Mural from the people of Somalia to remember Concern aid worker Valerie Placewho was killed in 1993 when she was caught up in gun fire. Photo: Concern Worldwide.
Mural from the people of Somalia to remember Concern aid worker Valerie Placewho was killed in 1993 when she was caught up in gun fire. Photo: Concern Worldwide.
News18 August 2017Dominic MacSorley

Ahead of World Humanitarian Day 2017, Concern CEO, Dominic MacSorley, remembers the staff members who have lost their lives while serving vulnerable communities in some of the most difficult and inhumane situations in the world. He emphasises that aid workers and civilians must never be a target in conflict, underlining this year's UN campaign #NotATarget.

Earlier this year, when a massive bomb blast rocked the centre of Kabul killing over 150 people, I immediately thought of Concern Worldwide staff in Afghanistan and contacted our country director there to see if everybody was alright.

She replied:

The bomb was so powerful that I thought it was an earthquake. From my office I could see enormous billows of smoke and I knew that many people would be dead and injured. Staff were all on their phones crying. Still, today I woke up and thought ‘we are here to support the people of Afghanistan’ and got back to work following a very shaky day yesterday.

World Humanitarian Day

This week we mark World Humanitarian Day to pay tribute to aid workers who risk their lives daily, and to remember those who have been killed in the course of their work. It is held to commemorate one of the worst attacks ever directed at aid workers, which took place in the chaos of Iraq after the US invasion on the afternoon of 19 August 2003. An explosion ripped through the newly established UN Mission Headquarters in Baghdad, killing 22 people, including the renowned Brazilian diplomat Sérgio de Mello, and wounding over 100 others. Sergio had succeeded Mary Robinson as the UN High Commissioner for Human Rights and was, at the time of his death, also serving as the UN Special Representative in Iraq.

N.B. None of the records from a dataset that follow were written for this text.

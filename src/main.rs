use std::path::PathBuf;
use std::process::ExitCode;
use std::time::Duration;

use anyhow::Result;
use clap::Parser;
use serde::Serialize;
use taxi_demand::{
    AppConfig, DemandEngine, DemandError, DemandPrediction, DriverRecommendation,
    JsonFileProvider, PassengerAdvice, ZoneCatalog, acquire_snapshots, logging,
};
use tracing::{error, info};

/// Score taxi demand across Tokyo zones and print a JSON report
#[derive(Parser, Debug)]
#[command(author, version, about, long_about = None)]
struct Cli {
    /// Weather snapshot JSON file; fallback weather is used when absent
    #[arg(long)]
    weather: Option<PathBuf>,
    /// Traffic snapshot JSON file; fallback traffic is used when absent
    #[arg(long)]
    traffic: Option<PathBuf>,
    /// Passenger trip origin
    #[arg(long = "from", default_value = "Shibuya")]
    origin: String,
    /// Passenger trip destination
    #[arg(long = "to", default_value = "Tokyo Station")]
    destination: String,
}

#[derive(Serialize)]
struct Report<'a> {
    predictions: &'a [DemandPrediction],
    recommendations: &'a [DriverRecommendation],
    passenger: &'a PassengerAdvice,
}

#[tokio::main]
async fn main() -> ExitCode {
    let cli = Cli::parse();

    match run(cli).await {
        Ok(()) => ExitCode::SUCCESS,
        Err(err) => {
            error!(error = ?err, "Scoring cycle failed");
            match err.downcast_ref::<DemandError>() {
                Some(demand_err) => eprintln!("{}\n{err:#}", demand_err.user_message()),
                None => eprintln!("Error: {err:#}"),
            }
            ExitCode::FAILURE
        }
    }
}

async fn run(cli: Cli) -> Result<()> {
    let config = AppConfig::load()?;
    logging::init(&config.logging);

    let engine = DemandEngine::try_new(ZoneCatalog::tokyo(), config.scoring)?;
    let provider = JsonFileProvider::new(cli.weather, cli.traffic);
    let snapshots = acquire_snapshots(
        &provider,
        &provider,
        Duration::from_secs(config.providers.timeout_seconds),
    )
    .await;

    let clock = chrono::Local::now().naive_local();
    let predictions = engine.rank_zones(&snapshots.weather, &snapshots.traffic, clock);
    let recommendations = engine.driver_recommendations(&predictions);
    let passenger =
        engine.passenger_advice(Some(&snapshots.weather), &cli.origin, &cli.destination);

    info!(
        zones = predictions.len(),
        recommendations = recommendations.len(),
        decision = ?passenger.decision,
        "Scoring cycle complete"
    );

    let report = Report {
        predictions: &predictions,
        recommendations: &recommendations,
        passenger: &passenger,
    };
    println!("{}", serde_json::to_string_pretty(&report)?);

    Ok(())
}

It was a ferocious attack, an ominous sign of the extreme violence Iraq was to suffer in the years ahead, and it shook the humanitarian world to its core.

Never before had there been such a large coordinated assault on humanitarian aid workers. The fact that the mission was headed by such a well-known diplomat only added to the shock and devastation. At the request of Sergio’s family, the UN marked 19 August as World Humanitarian Day to commemorate aid workers who have been killed in the course of their work and established a centre for remembrance at the UN headquarters in New York. With the tattered UN flag taken from the ruins of the mission office in Bagdad as its centrepiece, it is a sombre memorial that offers a chance for reflection amid the usual chaos of UN meetings. On the occasion that I pass by the memorial, it serves as a quiet reminder of the inherent danger of aid work in the world’s most volatile regions.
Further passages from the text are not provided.